__Exercise material__.
########################################
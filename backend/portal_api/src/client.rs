//! Client for the proxy's own HTTP surface, as the dashboard page uses it.

use crate::error::FlowError;
use portal_engine::{search::extract_results, OrderRequest, SecType};
use serde::Serialize;
use serde_json::{json, Value};
use tracing::debug;

#[derive(Clone)]
pub struct BackendClient {
    http: reqwest::Client,
    base: String,
}

impl BackendClient {
    pub fn new(base: impl Into<String>) -> Result<Self, FlowError> {
        let http = reqwest::Client::builder().build()?;
        Ok(Self { http, base: base.into().trim_end_matches('/').to_string() })
    }

    pub async fn dashboard(&self) -> Result<Value, FlowError> {
        self.call(self.http.get(format!("{}/api/dashboard", self.base)), "/api/dashboard").await
    }

    pub async fn search(&self, symbol: &str, sec_type: SecType) -> Result<Vec<Value>, FlowError> {
        let body = json!({"symbol": symbol, "secType": sec_type});
        let data = self.post("/api/search", &body).await?;
        Ok(data.get("results").map(extract_results).unwrap_or_default())
    }

    /// Raw gateway reply; classification is up to the caller.
    pub async fn place_order(&self, order: &OrderRequest) -> Result<Value, FlowError> {
        self.post("/api/order/place", order).await
    }

    async fn post<B: Serialize + ?Sized>(&self, path: &str, body: &B) -> Result<Value, FlowError> {
        self.call(self.http.post(format!("{}{}", self.base, path)).json(body), path).await
    }

    async fn call(&self, req: reqwest::RequestBuilder, path: &str) -> Result<Value, FlowError> {
        let resp = req.send().await?;
        let status = resp.status();
        let data: Value = resp.json().await.unwrap_or_else(|_| json!({"message": "Non-JSON response from server."}));
        debug!(target: "portal", path, status = status.as_u16(), "backend call");
        if !status.is_success() {
            let message = data
                .get("message")
                .and_then(Value::as_str)
                .filter(|m| !m.is_empty())
                .map(str::to_string)
                .unwrap_or_else(|| format!("HTTP {}", status.as_u16()));
            return Err(FlowError::Api { status: status.as_u16(), message });
        }
        Ok(data)
    }
}
use anyhow::Context;
use clap::Parser;
use portal_api::{create_router, AppState, Config, GatewayClient};
use portal_engine::SessionStore;
use std::sync::Arc;
use tokio::net::TcpListener;
use tracing::info;
use tracing_subscriber::EnvFilter;

#[tokio::main]
async fn main() -> anyhow::Result<()> {
    dotenvy::dotenv().ok();
    tracing_subscriber::fmt()
        .with_env_filter(EnvFilter::try_from_default_env().unwrap_or_else(|_| EnvFilter::new("info")))
        .init();
    let config = Config::parse();

    let session = Arc::new(SessionStore::new());
    let gateway = GatewayClient::new(&config.gateway_base, config.upstream_timeout(), session)
        .context("building gateway client")?;
    let state = AppState::new(gateway, config.retry_policy());
    let app = create_router(state, &config.public_dir);

    let addr = config.bind_addr();
    let listener = TcpListener::bind(&addr).await.with_context(|| format!("binding {addr}"))?;
    info!(target: "portal", "Server running at http://{} (gateway {})", addr, config.gateway_base);
    axum::serve(listener, app).await?;
    Ok(())
}
//! Gateway session cookies shared by every proxied call.

use std::collections::BTreeMap;
use std::sync::{Mutex, MutexGuard};
use tracing::{debug, warn};

/// Process-wide cookie jar. No expiry tracking: a cookie lives until it is
/// overwritten by a later `Set-Cookie` or the jar is cleared.
#[derive(Debug, Default)]
pub struct SessionStore {
    cookies: Mutex<BTreeMap<String, String>>,
}

impl SessionStore {
    pub fn new() -> Self { Self::default() }

    fn lock(&self) -> MutexGuard<'_, BTreeMap<String, String>> {
        match self.cookies.lock() {
            Ok(g) => g,
            Err(e) => {
                warn!(target: "portal", "Recovered from poisoned mutex: cookies");
                e.into_inner()
            }
        }
    }

    /// `Cookie` header value for all known cookies, `None` when the jar is empty.
    pub fn get(&self) -> Option<String> {
        let jar = self.lock();
        if jar.is_empty() { return None; }
        Some(jar.iter().map(|(k, v)| format!("{k}={v}")).collect::<Vec<_>>().join("; "))
    }

    /// Merge raw `Set-Cookie` header values; last write wins per name.
    pub fn merge<I, S>(&self, set_cookie_headers: I)
    where
        I: IntoIterator<Item = S>,
        S: AsRef<str>,
    {
        let mut jar = self.lock();
        for header in set_cookie_headers {
            let pair = header.as_ref().split(';').next().unwrap_or_default();
            let Some((name, value)) = pair.split_once('=') else { continue };
            let (name, value) = (name.trim(), value.trim());
            if name.is_empty() || value.is_empty() { continue; }
            debug!(target: "portal", cookie = name, "stored gateway cookie");
            jar.insert(name.to_string(), value.to_string());
        }
    }

    pub fn clear(&self) { self.lock().clear(); }

    pub fn len(&self) -> usize { self.lock().len() }

    pub fn is_empty(&self) -> bool { self.lock().is_empty() }

    pub fn value(&self, name: &str) -> Option<String> { self.lock().get(name).cloned() }
}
########################################
__What you have to do__.
Take the entries above and copy out all lines with the string "data".

__Written answer__.
        let data = self.post("/api/search", &body).await?;
        Ok(data.get("results").map(extract_results).unwrap_or_default())
        let data: Value = resp.json().await.unwrap_or_else(|_| json!({"message": "Non-JSON response from server."}));
            let message = data
        Ok(data)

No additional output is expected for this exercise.